What a thrill it was for Miranda, too. Nothing like it had ever happened in her life before. Nothing she saw was familiar. Even the farms were not the same as on Earth; Earth had nothing like erks to share a planet with. Everything she saw was exciting, even such silly and familiar things as herds of inklings pouring down a defile on their way to mate or released carry-birds preying on bird flocks. "Have you ever copulated in a carry-bird pouch?" asked Jupiter, generously. "No, of course not; you've never been in a carry-bird before.

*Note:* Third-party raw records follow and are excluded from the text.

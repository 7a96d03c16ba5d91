//! DS18B20 temperature probe on a bit-banged 1-Wire bus.
//!
//! Single device on the bus, so every transaction starts with SKIP ROM.
//! Conversions take up to 750 ms at 12-bit resolution; instead of blocking
//! for that, reads are pipelined: each [`Ds18b20::read_celsius`] collects
//! the conversion started by the previous call and immediately starts the
//! next one. The very first call therefore reports
//! [`SensorError::NotReady`].
//!
//! The pin must be open-drain with an external pull-up: `set_low` drives the
//! line, `set_high` releases it.

use embedded_hal::delay::DelayNs;
use embedded_hal::digital::{InputPin, OutputPin};
use log::debug;

use crate::error::SensorError;

const CMD_SKIP_ROM: u8 = 0xCC;
const CMD_CONVERT_T: u8 = 0x44;
const CMD_READ_SCRATCHPAD: u8 = 0xBE;

/// Scratchpad length including the trailing CRC byte.
pub const SCRATCHPAD_LEN: usize = 9;

/// Measurement range from the datasheet.
const MIN_CELSIUS: i16 = -55;
const MAX_CELSIUS: i16 = 125;

/// Temperature register after power-on reset (+85 °C).
const POWER_ON_RAW: [u8; 2] = [0x50, 0x05];
const POWER_ON_CELSIUS: i16 = 85;
/// How close the previous reading must be for +85 °C to be believed.
const POWER_ON_SLACK: i16 = 5;

/// Dallas/Maxim CRC-8 (x^8 + x^5 + x^4 + 1, reflected).
pub fn crc8(bytes: &[u8]) -> u8 {
    let mut crc = 0u8;
    for &byte in bytes {
        let mut b = byte;
        for _ in 0..8 {
            let mix = (crc ^ b) & 0x01;
            crc >>= 1;
            if mix != 0 {
                crc ^= 0x8C;
            }
            b >>= 1;
        }
    }
    crc
}

/// Whole degrees from the two temperature bytes (1/16 °C per LSB).
pub fn decode_celsius(lsb: u8, msb: u8) -> Result<i16, SensorError> {
    let raw = i16::from_le_bytes([lsb, msb]);
    let celsius = (f32::from(raw) / 16.0).round() as i16;
    if (MIN_CELSIUS..=MAX_CELSIUS).contains(&celsius) {
        Ok(celsius)
    } else {
        Err(SensorError::OutOfRange)
    }
}

/// Validate a raw scratchpad and extract the temperature.
pub fn parse_scratchpad(pad: &[u8; SCRATCHPAD_LEN]) -> Result<i16, SensorError> {
    if crc8(&pad[..8]) != pad[8] {
        return Err(SensorError::ChecksumMismatch);
    }
    decode_celsius(pad[0], pad[1])
}

pub struct Ds18b20<P, D> {
    pin: P,
    delay: D,
    converting: bool,
    last_celsius: Option<i16>,
}

impl<P, D> Ds18b20<P, D>
where
    P: InputPin + OutputPin,
    D: DelayNs,
{
    pub fn new(mut pin: P, delay: D) -> Self {
        let _ = pin.set_high();
        Self {
            pin,
            delay,
            converting: false,
            last_celsius: None,
        }
    }

    /// Collect the pending conversion and start the next one.
    pub fn read_celsius(&mut self) -> Result<i16, SensorError> {
        if !self.converting {
            self.start_conversion()?;
            return Err(SensorError::NotReady);
        }

        let pad = self.read_scratchpad();
        // The next conversion starts even if this read failed.
        if let Err(e) = self.start_conversion() {
            debug!("ds18b20: could not start next conversion: {}", e);
        }
        let result = pad.and_then(|pad| self.accept(&pad));
        self.last_celsius = result.ok();
        result
    }

    /// Parse a scratchpad, rejecting the power-on value unless the probe was
    /// already reading close to it. A probe that browned out mid-conversion
    /// (engine cranking) reports +85 °C with a valid CRC.
    fn accept(&self, pad: &[u8; SCRATCHPAD_LEN]) -> Result<i16, SensorError> {
        let celsius = parse_scratchpad(pad)?;
        let plausible = self
            .last_celsius
            .is_some_and(|last| (last - POWER_ON_CELSIUS).abs() <= POWER_ON_SLACK);
        if pad[..2] == POWER_ON_RAW && !plausible {
            debug!("ds18b20: power-on value read, conversion was lost");
            return Err(SensorError::NotReady);
        }
        Ok(celsius)
    }

    pub fn start_conversion(&mut self) -> Result<(), SensorError> {
        self.converting = false;
        self.select()?;
        self.write_byte(CMD_CONVERT_T)?;
        self.converting = true;
        Ok(())
    }

    pub fn read_scratchpad(&mut self) -> Result<[u8; SCRATCHPAD_LEN], SensorError> {
        self.select()?;
        self.write_byte(CMD_READ_SCRATCHPAD)?;
        let mut pad = [0u8; SCRATCHPAD_LEN];
        for byte in pad.iter_mut() {
            *byte = self.read_byte()?;
        }
        Ok(pad)
    }

    fn select(&mut self) -> Result<(), SensorError> {
        if !self.reset()? {
            return Err(SensorError::NoDevice);
        }
        self.write_byte(CMD_SKIP_ROM)
    }

    // ── 1-Wire link layer ─────────────────────────────────────

    /// Reset pulse; `true` when a device answered with a presence pulse.
    fn reset(&mut self) -> Result<bool, SensorError> {
        // A released line must idle high; low means shorted or no pull-up.
        if self.pin.is_low().map_err(|_| SensorError::BusFault)? {
            return Err(SensorError::BusFault);
        }

        self.drive_low()?;
        self.delay.delay_us(480);
        let present = critical_section::with(|_| -> Result<bool, SensorError> {
            self.release()?;
            self.delay.delay_us(70);
            self.pin.is_low().map_err(|_| SensorError::BusFault)
        })?;
        self.delay.delay_us(410);
        Ok(present)
    }

    fn write_bit(&mut self, bit: bool) -> Result<(), SensorError> {
        let (low_us, high_us) = if bit { (6, 64) } else { (60, 10) };
        critical_section::with(|_| -> Result<(), SensorError> {
            self.drive_low()?;
            self.delay.delay_us(low_us);
            self.release()
        })?;
        self.delay.delay_us(high_us);
        Ok(())
    }

    fn read_bit(&mut self) -> Result<bool, SensorError> {
        let bit = critical_section::with(|_| -> Result<bool, SensorError> {
            self.drive_low()?;
            self.delay.delay_us(6);
            self.release()?;
            self.delay.delay_us(9);
            self.pin.is_high().map_err(|_| SensorError::BusFault)
        })?;
        self.delay.delay_us(55);
        Ok(bit)
    }

    fn write_byte(&mut self, byte: u8) -> Result<(), SensorError> {
        for i in 0..8 {
            self.write_bit((byte >> i) & 1 == 1)?;
        }
        Ok(())
    }

    fn read_byte(&mut self) -> Result<u8, SensorError> {
        let mut byte = 0u8;
        for i in 0..8 {
            if self.read_bit()? {
                byte |= 1 << i;
            }
        }
        Ok(byte)
    }

    fn drive_low(&mut self) -> Result<(), SensorError> {
        self.pin.set_low().map_err(|_| SensorError::BusFault)
    }

    fn release(&mut self) -> Result<(), SensorError> {
        self.pin.set_high().map_err(|_| SensorError::BusFault)
    }
}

Here, let me show you what you have to do—"

And what a surprise that was! Because Miranda didn't want to copulate with him. She not only didn't want to do it in the pouch, which Jupiter could understand because although that was interesting it was also not really very comfortable, she didn't want to do it at all. Said she didn't, anyway. Said she was a "virgin," which caused Jupiter a whole incredulous shock of unbelief and almost revulsion; why would any sister want to be a virgin?

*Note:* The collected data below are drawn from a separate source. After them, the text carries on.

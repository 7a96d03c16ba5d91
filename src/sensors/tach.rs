//! Tachometer edge timing.
//!
//! The tach ISR records the time between consecutive edges in atomics; the
//! main loop reads the latest width on the fast cadence. A width is only
//! reported while edges keep arriving: once the last edge is older than the
//! configured timeout the engine is considered off, and stays off until two
//! new edges arrive. The latch keeps a long-parked timestamp from looking
//! fresh again when the 32-bit µs clock wraps (every ~71.6 min).

use core::sync::atomic::{AtomicBool, AtomicU32, Ordering};

/// Microseconds per minute; `60_000 / width_ms` expressed in µs.
const US_PER_MINUTE: u64 = 60_000_000;

/// Lock-free edge timestamps written from interrupt context.
pub struct EdgeTimer {
    last_edge_us: AtomicU32,
    width_us: AtomicU32,
    seen: AtomicBool,
}

impl Default for EdgeTimer {
    fn default() -> Self {
        Self::new()
    }
}

impl EdgeTimer {
    pub const fn new() -> Self {
        Self {
            last_edge_us: AtomicU32::new(0),
            width_us: AtomicU32::new(0),
            seen: AtomicBool::new(false),
        }
    }

    /// Record one edge at `now_us` (microsecond uptime, wrapping).
    pub fn on_edge(&self, now_us: u32) {
        let prev = self.last_edge_us.swap(now_us, Ordering::Relaxed);
        if self.seen.swap(true, Ordering::Release) {
            self.width_us
                .store(now_us.wrapping_sub(prev), Ordering::Release);
        }
    }

    /// Latest edge-to-edge width, or `None` if no edge arrived within
    /// `timeout_us` of `now_us` or fewer than two edges have been seen.
    ///
    /// `timeout_us` must stay below 2^31.
    pub fn pulse_width_us(&self, now_us: u32, timeout_us: u32) -> Option<u32> {
        if !self.seen.load(Ordering::Acquire) {
            return None;
        }
        let last = self.last_edge_us.load(Ordering::Relaxed);
        // Negative age: the ISR stamped an edge after `now_us` was sampled.
        let age = now_us.wrapping_sub(last) as i32;
        if age > 0 && age.unsigned_abs() > timeout_us {
            if self
                .seen
                .compare_exchange(true, false, Ordering::AcqRel, Ordering::Acquire)
                .is_ok()
            {
                self.width_us.store(0, Ordering::Release);
            }
            return None;
        }
        match self.width_us.load(Ordering::Acquire) {
            0 => None,
            w => Some(w),
        }
    }
}

/// Process-wide tach timer (GPIO ISR callbacks cannot capture state).
pub static TACH_EDGES: EdgeTimer = EdgeTimer::new();

/// Tach GPIO ISR body.
pub fn tach_isr_handler(now_us: u32) {
    TACH_EDGES.on_edge(now_us);
}

/// Engine speed from one edge-to-edge width.
///
/// Returns `None` for a zero width ("engine off") instead of dividing.
pub fn rpm_from_pulse_width(width_us: u32, pulses_per_rev: u32) -> Option<u32> {
    let denom = u64::from(width_us) * u64::from(pulses_per_rev);
    if denom == 0 {
        return None;
    }
    Some((US_PER_MINUTE / denom).min(u64::from(u32::MAX)) as u32)
}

What she did want to do was talk. No. Not talk, really; she didn't offer much about Earth, although Jupiter's curiosity was immense. She acted as though she didn't enjoy the subject for some reason, almost as though there was something she didn't want to tell him, though he could not make out what it was. Annoyed, beginning to wish the flight were over, he resigned himself to answering her questions—"Because," she explained, "that's what the protocol is, right? First we all find out everything there is to know about you people and World. Then we confer, and then the President makes his address."

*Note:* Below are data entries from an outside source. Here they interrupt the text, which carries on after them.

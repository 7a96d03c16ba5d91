//! Adapters — concrete implementations of the hexagonal port traits.
//!
//! | Adapter    | Implements        | Connects to                      |
//! |------------|-------------------|----------------------------------|
//! | `hardware` | ClockPort         | DS1307 RTC (I2C)                 |
//! |            | ThermometerPort   | DS18B20 probe (1-Wire)           |
//! |            | AnalogPort        | ESP32 ADC1 (fuel, battery)       |
//! |            | TachPort          | Tach edge timer (GPIO ISR)       |
//! |            | DisplayPort       | HD44780 20×4 LCD                 |
//! |            | BuzzerPort        | Piezo on GPIO                    |
//! | `log_sink` | EventSink         | Serial log output                |
//! | `time`     | —                 | ESP32 system timer               |

pub mod hardware;
pub mod log_sink;
pub mod time;
//! Integration tests for the TripComputer → ports pipeline.
//!
//! Pulses are injected straight into a local `PulseCounters`, time is
//! driven by hand, and assertions are made on the mock screen, the tone
//! record and the emitted events.

use crate::mock_hw::{MockHardware, RecordingSink, Tone, fuel_raw};

use tripcomputer::alarm::AlarmState;
use tripcomputer::app::events::{SensorKind, TripEvent};
use tripcomputer::app::service::TripComputer;
use tripcomputer::config::TripConfig;
use tripcomputer::consumption::ConsumptionUnit;
use tripcomputer::error::SensorError;
use tripcomputer::scheduler::CadenceKind;
use tripcomputer::sensors::pulses::{PulseChannel, PulseCounters, RawCounts};

fn pulses(counters: &PulseCounters, flow_in: u32, flow_out: u32, distance: u32) {
    for _ in 0..flow_in {
        counters.record(PulseChannel::FlowIn);
    }
    for _ in 0..flow_out {
        counters.record(PulseChannel::FlowOut);
    }
    for _ in 0..distance {
        counters.record(PulseChannel::Distance);
    }
}

fn boot(counters: &PulseCounters) -> (TripComputer<'_>, MockHardware, RecordingSink) {
    let mut trip = TripComputer::new(TripConfig::default(), counters);
    let mut hw = MockHardware::new();
    let mut sink = RecordingSink::new();
    trip.start(0, &mut hw, &mut sink);
    (trip, hw, sink)
}

fn consumption_events(sink: &RecordingSink) -> Vec<(CadenceKind, RawCounts, ConsumptionUnit, f32)> {
    sink.events
        .iter()
        .filter_map(|e| match e {
            TripEvent::ConsumptionUpdated {
                trigger,
                pulses,
                consumption,
            } => Some((*trigger, *pulses, consumption.unit, consumption.value)),
            _ => None,
        })
        .collect()
}

// ── Startup ───────────────────────────────────────────────────

#[test]
fn startup_draws_every_field() {
    let counters = PulseCounters::new();
    pulses(&counters, 10, 5, 3);
    let (trip, hw, sink) = boot(&counters);

    assert_eq!(counters.peek(), RawCounts::ZERO, "stale pulses cleared");
    assert_eq!(hw.field(0, 0, 11), " --.--     ");
    assert_eq!(hw.field(0, 15, 5), "12:00");
    assert_eq!(hw.field(1, 0, 6), "T  20C");
    assert_eq!(hw.field(2, 0, 9), "RPM  ----");
    assert_eq!(hw.field(3, 0, 16), "F 90% #########.");
    assert_eq!(sink.events, vec![TripEvent::Started]);
    assert_eq!(trip.alarm_state(), AlarmState::Armed);
    assert!(hw.tones.is_empty());
}

// ── Consumption ───────────────────────────────────────────────

#[test]
fn window_snapshot_of_moving_vehicle_reports_per_100km() {
    let counters = PulseCounters::new();
    let (mut trip, mut hw, mut sink) = boot(&counters);

    // 261 × 1.915 m ≈ 499.8 m: under the distance threshold, so the
    // window is what triggers the snapshot.
    pulses(&counters, 900, 450, 261);
    trip.tick(59_980, &mut hw, &mut sink);
    assert!(consumption_events(&sink).is_empty());

    trip.tick(60_000, &mut hw, &mut sink);

    let updates = consumption_events(&sink);
    assert_eq!(updates.len(), 1);
    let (trigger, raw, unit, value) = updates[0];
    assert_eq!(trigger, CadenceKind::Window);
    assert_eq!(
        raw,
        RawCounts {
            flow_in: 900,
            flow_out: 450,
            distance: 261,
        }
    );
    assert_eq!(unit, ConsumptionUnit::LitersPer100Km);
    assert!((value - 200.074).abs() < 0.01, "got {value}");
    assert_eq!(hw.field(0, 0, 11), "200.07L/100");
    assert_eq!(counters.peek(), RawCounts::ZERO);
}

#[test]
fn distance_threshold_triggers_immediately() {
    let counters = PulseCounters::new();
    let (mut trip, mut hw, mut sink) = boot(&counters);

    pulses(&counters, 900, 450, 262);
    trip.tick(20, &mut hw, &mut sink);

    let updates = consumption_events(&sink);
    assert_eq!(updates.len(), 1);
    assert_eq!(updates[0].0, CadenceKind::Distance);
    assert_eq!(trip.snapshot_count(), 1);

    // Counter was reset, so the next poll is quiet.
    trip.tick(40, &mut hw, &mut sink);
    assert_eq!(consumption_events(&sink).len(), 1);
}

#[test]
fn stationary_without_flow_shows_zero_per_minute() {
    let counters = PulseCounters::new();
    let (mut trip, mut hw, mut sink) = boot(&counters);

    trip.tick(60_000, &mut hw, &mut sink);

    let c = trip.readings().consumption.expect("computed");
    assert_eq!(c.unit, ConsumptionUnit::LitersPerMinute);
    assert_eq!(c.value, 0.0);
    assert_eq!(hw.field(0, 0, 11), "  0.00L/min");
}

#[test]
fn idle_burn_is_per_minute_over_window() {
    let counters = PulseCounters::new();
    let (mut trip, mut hw, mut sink) = boot(&counters);

    pulses(&counters, 450, 225, 0);
    trip.tick(60_000, &mut hw, &mut sink);

    assert_eq!(hw.field(0, 0, 11), "  0.50L/min");
}

#[test]
fn pulses_after_a_snapshot_belong_to_the_next_one() {
    let counters = PulseCounters::new();
    let (mut trip, mut hw, mut sink) = boot(&counters);

    pulses(&counters, 100, 0, 0);
    trip.tick(60_000, &mut hw, &mut sink);
    pulses(&counters, 40, 0, 0);
    trip.tick(120_000, &mut hw, &mut sink);

    let flows: Vec<u32> = consumption_events(&sink)
        .iter()
        .map(|(_, raw, _, _)| raw.flow_in)
        .collect();
    assert_eq!(flows, vec![100, 40]);
}

#[test]
fn one_snapshot_per_tick_even_when_both_are_due() {
    let counters = PulseCounters::new();
    let (mut trip, mut hw, mut sink) = boot(&counters);

    pulses(&counters, 900, 450, 600);
    trip.tick(60_000, &mut hw, &mut sink);

    let updates = consumption_events(&sink);
    assert_eq!(updates.len(), 1);
    assert_eq!(updates[0].0, CadenceKind::Distance);
}

// ── Fast / slow refresh ───────────────────────────────────────

#[test]
fn fast_cadence_refreshes_temperature_voltage_rpm() {
    let counters = PulseCounters::new();
    let (mut trip, mut hw, mut sink) = boot(&counters);

    hw.celsius = Ok(-7);
    hw.tach_width_us = Some(20_000);
    trip.tick(999, &mut hw, &mut sink);
    assert_eq!(hw.field(1, 0, 6), "T  20C", "not due yet");

    trip.tick(1_000, &mut hw, &mut sink);
    assert_eq!(hw.field(1, 0, 6), "T  -7C");
    assert_eq!(hw.field(2, 0, 9), "RPM  3000");
    assert_eq!(trip.readings().rpm, Some(3_000));

    hw.tach_width_us = None;
    trip.tick(2_000, &mut hw, &mut sink);
    assert_eq!(hw.field(2, 0, 9), "RPM  ----");
}

#[test]
fn clock_fault_keeps_last_time_on_screen() {
    let counters = PulseCounters::new();
    let (mut trip, mut hw, mut sink) = boot(&counters);

    hw.time = Err(SensorError::NoDevice);
    trip.tick(15_000, &mut hw, &mut sink);

    assert_eq!(hw.field(0, 15, 5), "12:00");
    assert_eq!(
        sink.count(|e| matches!(
            e,
            TripEvent::SensorFault {
                sensor: SensorKind::Clock,
                error: SensorError::NoDevice,
            }
        )),
        1
    );
}

#[test]
fn clock_updates_on_slow_cadence_only() {
    let counters = PulseCounters::new();
    let (mut trip, mut hw, mut sink) = boot(&counters);

    hw.time = Ok(tripcomputer::app::ports::ClockTime {
        hours: 9,
        minutes: 41,
    });
    trip.tick(14_000, &mut hw, &mut sink);
    assert_eq!(hw.field(0, 15, 5), "12:00");
    trip.tick(15_000, &mut hw, &mut sink);
    assert_eq!(hw.field(0, 15, 5), "09:41");
}

// ── Low-fuel alarm ────────────────────────────────────────────

#[test]
fn fuel_falling_then_refilled_sounds_once_and_rearms() {
    let counters = PulseCounters::new();
    let (mut trip, mut hw, mut sink) = boot(&counters);

    for (i, pct) in [90, 50, 3, 50, 90].into_iter().enumerate() {
        hw.fuel_raw = fuel_raw(pct);
        trip.tick(15_000 * (i as u64 + 1), &mut hw, &mut sink);
    }

    assert_eq!(
        hw.tones,
        vec![Tone {
            on_ms: 500,
            off_ms: 250,
            repeat: 2,
        }]
    );
    assert_eq!(
        sink.count(|e| matches!(e, TripEvent::LowFuelAlarm { .. })),
        1
    );
    assert_eq!(
        sink.count(|e| matches!(e, TripEvent::AlarmRearmed { .. })),
        1
    );
    assert_eq!(trip.alarm_state(), AlarmState::Armed);
}

#[test]
fn low_fuel_at_boot_sounds_during_start() {
    let counters = PulseCounters::new();
    let mut trip = TripComputer::new(TripConfig::default(), &counters);
    let mut hw = MockHardware::new();
    hw.fuel_raw = fuel_raw(5);
    let mut sink = RecordingSink::new();

    trip.start(0, &mut hw, &mut sink);

    assert_eq!(hw.tones.len(), 1);
    assert_eq!(trip.alarm_state(), AlarmState::Disarmed);
    assert_eq!(hw.field(3, 0, 16), "F  5% ..........");
}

"You could tell me something," he complained.

"No, I couldn't. Won't, anyway. Now tell me: where did all you human beings come from?"

"From the interstellar probe, of course!"

"All of you? But there were only fifty or sixty people on the ship, they said."

"Ah, well," said Jupiter, marshaling his memories of the great story of the Original Landers, "that's true. But, you see, they collected all these fertilized ova and sperm..." He began to cheer up. The opportunity to lecture was rewarding, after all, if not in the way he had more or less decided he would allow her to reward him, and it made a nice break in the boring, long carry-bird ride.

Miranda was full of questions. "And how many of you are there now?"

"Oh, hell, Miranda, who can keep count? Around eighty-five hundred, I think."

"And how many are men?"

He paused while, frowning, he urged Flash's teats a little higher; she had seen a covey of resting birds on the woods ahead and he didn't want her getting ideas. "Fifty or so. Adults, I mean—over fourteen. There's usually only one male to each nest, and that's how many nests we have."

"Fifty men," said Miranda thoughtfully. Fifty men and 8,450 busy wombs. "And all the women are pregnant all the time?"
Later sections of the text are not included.